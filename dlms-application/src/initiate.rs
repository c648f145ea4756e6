//! xDLMS initiate PDUs carried in the AARQ/AARE user-information
//!
//! # Encoding
//! Both PDUs are A-XDR encoded. OPTIONAL components are preceded by a
//! presence octet (`00` absent, `01` present); the DEFAULT
//! `response-allowed` component uses the same octet and is sent as `00`
//! when it carries the default value `true`.
//!
//! ```text
//! InitiateRequest  01 | dedicated-key? | response-allowed | qos? | version | conformance | max-pdu
//! InitiateResponse 08 | qos? | version | conformance | max-pdu | vaa-name
//! ```
//!
//! When the initiate exchange fails the server answers the AARQ with a
//! rejected AARE whose user-information carries a
//! [`ConfirmedServiceError`] instead of an InitiateResponse.

use crate::conformance::Conformance;
use dlms_asn1::{AxdrDecoder, AxdrEncoder};
use dlms_core::{DlmsError, DlmsResult};

pub const INITIATE_REQUEST_TAG: u8 = 0x01;
pub const INITIATE_RESPONSE_TAG: u8 = 0x08;
pub const CONFIRMED_SERVICE_ERROR_TAG: u8 = 0x0E;

/// DLMS version number of the current Green Book
pub const DLMS_VERSION: u8 = 6;

/// Smallest max-receive-pdu-size a peer may announce
pub const MIN_PDU_SIZE: u16 = 12;

/// Default max-receive-pdu-size
pub const DEFAULT_MAX_PDU_SIZE: u16 = 0xFFFF;

/// VAA name of logical name referencing associations
pub const VAA_NAME_LOGICAL_NAME: u16 = 0x0007;
/// VAA name of short name referencing associations: base name of the
/// current association object
pub const VAA_NAME_SHORT_NAME: u16 = 0xFA00;

/// Initiate Request PDU sent by the client inside the AARQ
#[derive(Debug, Clone, PartialEq, Eq)]
pub struct InitiateRequest {
    /// Key the server must use for ciphering within this association
    pub dedicated_key: Option<Vec<u8>>,
    /// Whether the client expects responses to its confirmed services
    pub response_allowed: bool,
    pub quality_of_service: Option<u8>,
    pub dlms_version: u8,
    pub proposed_conformance: Conformance,
    pub client_max_receive_pdu_size: u16,
}

impl InitiateRequest {
    pub fn new(proposed_conformance: Conformance, client_max_receive_pdu_size: u16) -> Self {
        Self {
            dedicated_key: None,
            response_allowed: true,
            quality_of_service: None,
            dlms_version: DLMS_VERSION,
            proposed_conformance,
            client_max_receive_pdu_size,
        }
    }

    pub fn with_dedicated_key(mut self, key: Vec<u8>) -> Self {
        self.dedicated_key = Some(key);
        self
    }

    pub fn encode(&self) -> Vec<u8> {
        let mut encoder = AxdrEncoder::with_capacity(16);
        encoder.encode_u8(INITIATE_REQUEST_TAG);

        match &self.dedicated_key {
            Some(key) => encoder.encode_presence(true).encode_octet_string(key),
            None => encoder.encode_presence(false),
        };

        // DEFAULT TRUE: only a non-default value is transmitted
        if self.response_allowed {
            encoder.encode_presence(false);
        } else {
            encoder.encode_presence(true).encode_bool(false);
        }

        match self.quality_of_service {
            Some(qos) => encoder.encode_presence(true).encode_u8(qos),
            None => encoder.encode_presence(false),
        };

        encoder
            .encode_u8(self.dlms_version)
            .encode_bytes(&self.proposed_conformance.encode())
            .encode_u16(self.client_max_receive_pdu_size);
        encoder.into_bytes()
    }

    pub fn decode(data: &[u8]) -> DlmsResult<Self> {
        let mut decoder = AxdrDecoder::new(data);
        expect_tag(&mut decoder, INITIATE_REQUEST_TAG, "InitiateRequest")?;

        let dedicated_key = if decoder.decode_presence()? {
            Some(decoder.decode_octet_string()?.to_vec())
        } else {
            None
        };
        let response_allowed = if decoder.decode_presence()? {
            decoder.decode_bool()?
        } else {
            true
        };
        let quality_of_service = if decoder.decode_presence()? {
            Some(decoder.decode_u8()?)
        } else {
            None
        };
        let dlms_version = decoder.decode_u8()?;
        let proposed_conformance = Conformance::decode(&mut decoder)?;
        let client_max_receive_pdu_size = decoder.decode_u16()?;
        decoder.finish()?;

        Ok(Self {
            dedicated_key,
            response_allowed,
            quality_of_service,
            dlms_version,
            proposed_conformance,
            client_max_receive_pdu_size,
        })
    }
}

impl Default for InitiateRequest {
    fn default() -> Self {
        Self::new(Conformance::logical_name_default(), DEFAULT_MAX_PDU_SIZE)
    }
}

/// Initiate Response PDU sent by the server inside an accepted AARE
///
/// The server selects:
/// - conformance: intersection of proposed and supported services
/// - PDU size: minimum of the client's and its own receive size
#[derive(Debug, Clone, PartialEq, Eq)]
pub struct InitiateResponse {
    pub negotiated_quality_of_service: Option<u8>,
    pub dlms_version: u8,
    pub negotiated_conformance: Conformance,
    pub server_max_receive_pdu_size: u16,
    /// [`VAA_NAME_LOGICAL_NAME`] or [`VAA_NAME_SHORT_NAME`]
    pub vaa_name: u16,
}

impl InitiateResponse {
    pub fn new(negotiated_conformance: Conformance, server_max_receive_pdu_size: u16, logical_name: bool) -> Self {
        Self {
            negotiated_quality_of_service: None,
            dlms_version: DLMS_VERSION,
            negotiated_conformance,
            server_max_receive_pdu_size,
            vaa_name: if logical_name {
                VAA_NAME_LOGICAL_NAME
            } else {
                VAA_NAME_SHORT_NAME
            },
        }
    }

    pub fn encode(&self) -> Vec<u8> {
        let mut encoder = AxdrEncoder::with_capacity(14);
        encoder.encode_u8(INITIATE_RESPONSE_TAG);
        match self.negotiated_quality_of_service {
            Some(qos) => encoder.encode_presence(true).encode_u8(qos),
            None => encoder.encode_presence(false),
        };
        encoder
            .encode_u8(self.dlms_version)
            .encode_bytes(&self.negotiated_conformance.encode())
            .encode_u16(self.server_max_receive_pdu_size)
            .encode_u16(self.vaa_name);
        encoder.into_bytes()
    }

    pub fn decode(data: &[u8]) -> DlmsResult<Self> {
        let mut decoder = AxdrDecoder::new(data);
        expect_tag(&mut decoder, INITIATE_RESPONSE_TAG, "InitiateResponse")?;
        let negotiated_quality_of_service = if decoder.decode_presence()? {
            Some(decoder.decode_u8()?)
        } else {
            None
        };
        let dlms_version = decoder.decode_u8()?;
        let negotiated_conformance = Conformance::decode(&mut decoder)?;
        let server_max_receive_pdu_size = decoder.decode_u16()?;
        let vaa_name = decoder.decode_u16()?;
        decoder.finish()?;

        Ok(Self {
            negotiated_quality_of_service,
            dlms_version,
            negotiated_conformance,
            server_max_receive_pdu_size,
            vaa_name,
        })
    }
}

/// `initiate` branch of the ServiceError CHOICE
#[derive(Debug, Clone, Copy, PartialEq, Eq, Hash)]
pub enum InitiateError {
    Other = 0,
    DlmsVersionTooLow = 1,
    IncompatibleConformance = 2,
    PduSizeTooShort = 3,
    RefusedByVdeHandler = 4,
}

impl InitiateError {
    pub fn from_value(value: u8) -> DlmsResult<Self> {
        match value {
            0 => Ok(InitiateError::Other),
            1 => Ok(InitiateError::DlmsVersionTooLow),
            2 => Ok(InitiateError::IncompatibleConformance),
            3 => Ok(InitiateError::PduSizeTooShort),
            4 => Ok(InitiateError::RefusedByVdeHandler),
            _ => Err(DlmsError::InvalidData(format!("Invalid initiate error: {}", value))),
        }
    }
}

/// ConfirmedServiceError answering a failed InitiateRequest
///
/// Wire form `0E 01 06 <initiate-error>`: service `initiateError`,
/// ServiceError choice `initiate`.
#[derive(Debug, Clone, Copy, PartialEq, Eq)]
pub struct ConfirmedServiceError(pub InitiateError);

impl ConfirmedServiceError {
    const INITIATE_ERROR_SERVICE: u8 = 0x01;
    const INITIATE_CHOICE: u8 = 0x06;

    pub fn encode(&self) -> Vec<u8> {
        vec![
            CONFIRMED_SERVICE_ERROR_TAG,
            Self::INITIATE_ERROR_SERVICE,
            Self::INITIATE_CHOICE,
            self.0 as u8,
        ]
    }

    pub fn decode(data: &[u8]) -> DlmsResult<Self> {
        let mut decoder = AxdrDecoder::new(data);
        expect_tag(&mut decoder, CONFIRMED_SERVICE_ERROR_TAG, "ConfirmedServiceError")?;
        let service = decoder.decode_u8()?;
        let choice = decoder.decode_u8()?;
        if service != Self::INITIATE_ERROR_SERVICE || choice != Self::INITIATE_CHOICE {
            return Err(DlmsError::InvalidData(format!(
                "Unsupported confirmed service error {:02X} {:02X}",
                service, choice
            )));
        }
        let error = InitiateError::from_value(decoder.decode_u8()?)?;
        decoder.finish()?;
        Ok(Self(error))
    }
}

fn expect_tag(decoder: &mut AxdrDecoder<'_>, expected: u8, name: &str) -> DlmsResult<()> {
    let tag = decoder.decode_u8()?;
    if tag != expected {
        return Err(DlmsError::InvalidData(format!(
            "Expected {} tag 0x{:02X}, got 0x{:02X}",
            name, expected, tag
        )));
    }
    Ok(())
}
──────
## Aim of the task:
Give the number of lines in the data above that contain the word "impl", with no accompanying text.

## Task output:
5